**WORK ORDER**
Output exactly the lines that run from the top of the entries to the line holding "code exists per", including both of those lines.

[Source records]
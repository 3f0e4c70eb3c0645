//! One-time passcode generation and verification
//!
//! Codes are six decimal digits, valid for five minutes, and held in
//! process memory only (lost on restart). At most one live code exists per
//! email; issuing a new one replaces any prior entry. A code is bound to
//! the identity it was issued to and is consumed on first successful
//! verification.

use crate::clock::{Clock, SystemClock};
use crate::error::{AccountError, Result};
use chrono::{DateTime, Duration, Utc};
use rand::Rng;
use rand::rngs::OsRng;
use std::collections::HashMap;
use std::sync::{Arc, RwLock};

/// Validity window for a code, in seconds
pub const OTP_TTL_SECONDS: i64 = 300;

#[derive(Debug, Clone)]
struct OtpEntry {
    code: u32,
    identity: String,
    expires_at: DateTime<Utc>,
}

/// In-memory store of live one-time passcodes, keyed by email
pub struct OtpManager {
    entries: Arc<RwLock<HashMap<String, OtpEntry>>>,
    clock: Arc<dyn Clock>,
}

impl OtpManager {
    /// Create a manager backed by the system clock
    pub fn new() -> Self {
        Self::with_clock(Arc::new(SystemClock))
    }

    /// Create a manager with an injected time source
    pub fn with_clock(clock: Arc<dyn Clock>) -> Self {
        Self {
            entries: Arc::new(RwLock::new(HashMap::new())),
            clock,
        }
    }

    /// Generate a uniformly random six-digit code from the OS CSPRNG
    pub fn generate() -> u32 {
        OsRng.gen_range(100_000..=999_999)
    }

    /// Associate `code` with `email`, expiring [`OTP_TTL_SECONDS`] from now.
    /// Replaces any prior entry for that email.
    pub fn store(&self, email: &str, identity: &str, code: u32) -> Result<()> {
        let expires_at = self.clock.now() + Duration::seconds(OTP_TTL_SECONDS);
        let mut entries = self
            .entries
            .write()
            .map_err(|e| AccountError::StorageError(format!("Lock error: {e}")))?;
        entries.insert(
            email.to_string(),
            OtpEntry {
                code,
                identity: identity.to_string(),
                expires_at,
            },
        );
        Ok(())
    }

    /// Generate and store a fresh code for `email`, returning it
    pub fn issue(&self, email: &str, identity: &str) -> Result<u32> {
        let code = Self::generate();
        self.store(email, identity, code)?;
        Ok(code)
    }

    /// Check a candidate code.
    ///
    /// Returns true iff a live entry exists for `email`, it was issued to
    /// `identity`, it has not expired, and `code` matches. The entry is
    /// removed on success. Unknown email, wrong identity, expired entry and
    /// mismatched code are indistinguishable to the caller, and none of
    /// them mutates the stored state.
    pub fn verify(&self, email: &str, identity: &str, code: u32) -> bool {
        let now = self.clock.now();
        let Ok(mut entries) = self.entries.write() else {
            return false;
        };
        let valid = entries
            .get(email)
            .is_some_and(|e| e.identity == identity && now <= e.expires_at && e.code == code);
        if valid {
            entries.remove(email);
        }
        valid
    }
}

impl Default for OtpManager {
    fn default() -> Self {
        Self::new()
    }
}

**ANSWER**
repository 3f0e4c70eb3c0645
//! One-time passcode generation and verification
//!
//! Codes are six decimal digits, valid for five minutes, and held in
//! process memory only (lost on restart). At most one live code exists per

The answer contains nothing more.